▶ [Directions for this task] Say how many lines in the records include the string "https", adding no other words.

Start of Supplied data

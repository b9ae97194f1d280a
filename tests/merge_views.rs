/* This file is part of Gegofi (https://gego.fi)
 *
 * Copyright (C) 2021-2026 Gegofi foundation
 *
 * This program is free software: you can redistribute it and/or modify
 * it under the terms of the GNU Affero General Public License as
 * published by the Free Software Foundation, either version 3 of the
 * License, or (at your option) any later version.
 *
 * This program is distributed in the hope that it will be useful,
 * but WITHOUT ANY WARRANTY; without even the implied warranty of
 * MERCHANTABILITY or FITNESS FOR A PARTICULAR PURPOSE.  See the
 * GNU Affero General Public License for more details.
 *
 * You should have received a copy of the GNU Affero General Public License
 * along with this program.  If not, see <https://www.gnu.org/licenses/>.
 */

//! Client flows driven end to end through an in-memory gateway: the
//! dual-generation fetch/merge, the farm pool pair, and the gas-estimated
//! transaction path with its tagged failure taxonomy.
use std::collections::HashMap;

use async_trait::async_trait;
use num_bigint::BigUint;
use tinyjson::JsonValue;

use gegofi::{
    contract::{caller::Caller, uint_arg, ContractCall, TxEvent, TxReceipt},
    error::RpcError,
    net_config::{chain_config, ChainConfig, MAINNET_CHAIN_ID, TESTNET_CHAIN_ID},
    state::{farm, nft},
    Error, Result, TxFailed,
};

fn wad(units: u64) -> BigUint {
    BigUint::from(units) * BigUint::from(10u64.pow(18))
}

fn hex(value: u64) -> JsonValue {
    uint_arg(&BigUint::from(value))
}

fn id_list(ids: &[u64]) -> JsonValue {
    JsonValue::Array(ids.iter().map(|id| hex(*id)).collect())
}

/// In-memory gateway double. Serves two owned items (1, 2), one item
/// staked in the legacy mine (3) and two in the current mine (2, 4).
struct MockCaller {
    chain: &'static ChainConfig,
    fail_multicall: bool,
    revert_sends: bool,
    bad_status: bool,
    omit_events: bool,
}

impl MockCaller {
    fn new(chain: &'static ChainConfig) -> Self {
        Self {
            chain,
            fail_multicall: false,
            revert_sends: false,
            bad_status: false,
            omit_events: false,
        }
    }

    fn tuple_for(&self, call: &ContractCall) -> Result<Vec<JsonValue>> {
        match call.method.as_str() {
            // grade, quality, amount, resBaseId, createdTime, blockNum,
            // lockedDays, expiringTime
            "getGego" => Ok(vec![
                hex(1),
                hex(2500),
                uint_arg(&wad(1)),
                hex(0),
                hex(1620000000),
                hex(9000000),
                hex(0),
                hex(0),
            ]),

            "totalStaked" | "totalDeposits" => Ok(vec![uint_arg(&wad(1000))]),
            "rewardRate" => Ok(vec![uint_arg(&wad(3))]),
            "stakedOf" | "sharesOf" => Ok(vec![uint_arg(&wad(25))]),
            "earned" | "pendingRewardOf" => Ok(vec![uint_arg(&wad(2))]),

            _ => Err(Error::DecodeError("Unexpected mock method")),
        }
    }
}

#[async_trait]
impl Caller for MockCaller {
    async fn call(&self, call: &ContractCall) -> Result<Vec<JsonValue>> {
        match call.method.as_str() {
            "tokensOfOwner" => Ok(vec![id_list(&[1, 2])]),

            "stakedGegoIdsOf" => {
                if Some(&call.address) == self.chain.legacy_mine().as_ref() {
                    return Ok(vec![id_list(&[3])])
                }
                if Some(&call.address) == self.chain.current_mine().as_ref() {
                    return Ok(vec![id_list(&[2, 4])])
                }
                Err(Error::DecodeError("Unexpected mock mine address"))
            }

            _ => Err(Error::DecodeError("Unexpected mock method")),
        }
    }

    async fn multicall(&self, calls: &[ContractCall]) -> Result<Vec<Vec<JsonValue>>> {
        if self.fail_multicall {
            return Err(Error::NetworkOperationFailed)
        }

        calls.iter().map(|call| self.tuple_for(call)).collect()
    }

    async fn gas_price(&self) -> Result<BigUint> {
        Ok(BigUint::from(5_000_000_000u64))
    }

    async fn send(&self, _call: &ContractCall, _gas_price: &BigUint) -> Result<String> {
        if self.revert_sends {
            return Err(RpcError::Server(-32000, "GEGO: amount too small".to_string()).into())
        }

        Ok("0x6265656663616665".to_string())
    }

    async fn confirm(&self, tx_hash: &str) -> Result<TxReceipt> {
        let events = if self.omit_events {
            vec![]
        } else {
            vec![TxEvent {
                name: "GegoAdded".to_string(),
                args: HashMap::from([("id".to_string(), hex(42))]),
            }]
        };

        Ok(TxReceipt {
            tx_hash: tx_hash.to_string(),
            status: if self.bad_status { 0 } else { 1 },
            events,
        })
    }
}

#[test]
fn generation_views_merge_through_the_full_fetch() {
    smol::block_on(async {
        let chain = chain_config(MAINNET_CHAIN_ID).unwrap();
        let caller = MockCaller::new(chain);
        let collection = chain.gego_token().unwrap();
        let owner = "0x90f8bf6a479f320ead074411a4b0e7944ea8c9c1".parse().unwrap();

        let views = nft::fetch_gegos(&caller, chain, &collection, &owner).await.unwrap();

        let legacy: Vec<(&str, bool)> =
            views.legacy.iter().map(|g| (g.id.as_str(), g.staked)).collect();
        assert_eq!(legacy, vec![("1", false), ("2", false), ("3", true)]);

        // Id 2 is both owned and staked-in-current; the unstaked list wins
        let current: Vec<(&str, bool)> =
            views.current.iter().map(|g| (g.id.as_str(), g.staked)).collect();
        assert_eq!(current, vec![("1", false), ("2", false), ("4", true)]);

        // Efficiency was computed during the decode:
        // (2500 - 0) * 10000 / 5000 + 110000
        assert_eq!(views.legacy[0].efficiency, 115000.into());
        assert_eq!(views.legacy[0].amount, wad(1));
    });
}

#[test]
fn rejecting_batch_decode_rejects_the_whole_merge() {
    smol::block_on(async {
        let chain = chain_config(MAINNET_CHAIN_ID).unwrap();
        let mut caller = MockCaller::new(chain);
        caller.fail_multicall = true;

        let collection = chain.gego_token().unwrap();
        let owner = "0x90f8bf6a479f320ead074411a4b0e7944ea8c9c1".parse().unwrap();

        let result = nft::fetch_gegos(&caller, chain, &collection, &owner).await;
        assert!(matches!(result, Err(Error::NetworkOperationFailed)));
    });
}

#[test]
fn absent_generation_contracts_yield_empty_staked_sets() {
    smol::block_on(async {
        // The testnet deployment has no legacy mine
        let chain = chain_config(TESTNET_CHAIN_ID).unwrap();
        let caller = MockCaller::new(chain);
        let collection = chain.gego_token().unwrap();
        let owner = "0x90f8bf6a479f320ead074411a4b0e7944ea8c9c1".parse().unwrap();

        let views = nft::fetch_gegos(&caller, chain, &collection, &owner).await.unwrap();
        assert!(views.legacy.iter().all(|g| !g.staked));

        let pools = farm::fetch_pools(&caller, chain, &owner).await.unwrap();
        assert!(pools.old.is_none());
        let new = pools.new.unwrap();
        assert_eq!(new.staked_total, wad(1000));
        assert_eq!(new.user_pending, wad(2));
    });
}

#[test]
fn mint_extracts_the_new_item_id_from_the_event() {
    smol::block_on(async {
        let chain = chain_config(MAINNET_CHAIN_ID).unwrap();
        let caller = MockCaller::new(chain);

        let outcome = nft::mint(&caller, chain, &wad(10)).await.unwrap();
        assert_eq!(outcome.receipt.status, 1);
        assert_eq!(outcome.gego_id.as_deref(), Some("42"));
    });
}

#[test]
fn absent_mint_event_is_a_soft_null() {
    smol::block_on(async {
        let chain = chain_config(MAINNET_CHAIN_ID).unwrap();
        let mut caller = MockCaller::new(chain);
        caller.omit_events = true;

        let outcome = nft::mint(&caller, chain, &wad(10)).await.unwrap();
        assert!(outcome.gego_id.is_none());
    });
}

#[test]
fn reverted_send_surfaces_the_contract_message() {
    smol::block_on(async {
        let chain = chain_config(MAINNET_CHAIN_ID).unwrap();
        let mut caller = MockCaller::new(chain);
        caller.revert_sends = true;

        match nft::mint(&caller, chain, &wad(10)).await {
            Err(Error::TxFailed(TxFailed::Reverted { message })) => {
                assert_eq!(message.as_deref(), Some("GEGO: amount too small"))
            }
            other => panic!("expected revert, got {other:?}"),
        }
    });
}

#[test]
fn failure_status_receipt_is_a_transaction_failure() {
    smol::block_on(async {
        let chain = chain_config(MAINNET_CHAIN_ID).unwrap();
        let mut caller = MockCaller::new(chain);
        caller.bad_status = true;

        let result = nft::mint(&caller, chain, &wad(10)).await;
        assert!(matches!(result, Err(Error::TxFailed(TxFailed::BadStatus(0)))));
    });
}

End of Supplied data

▶ [Solution to the problem] 2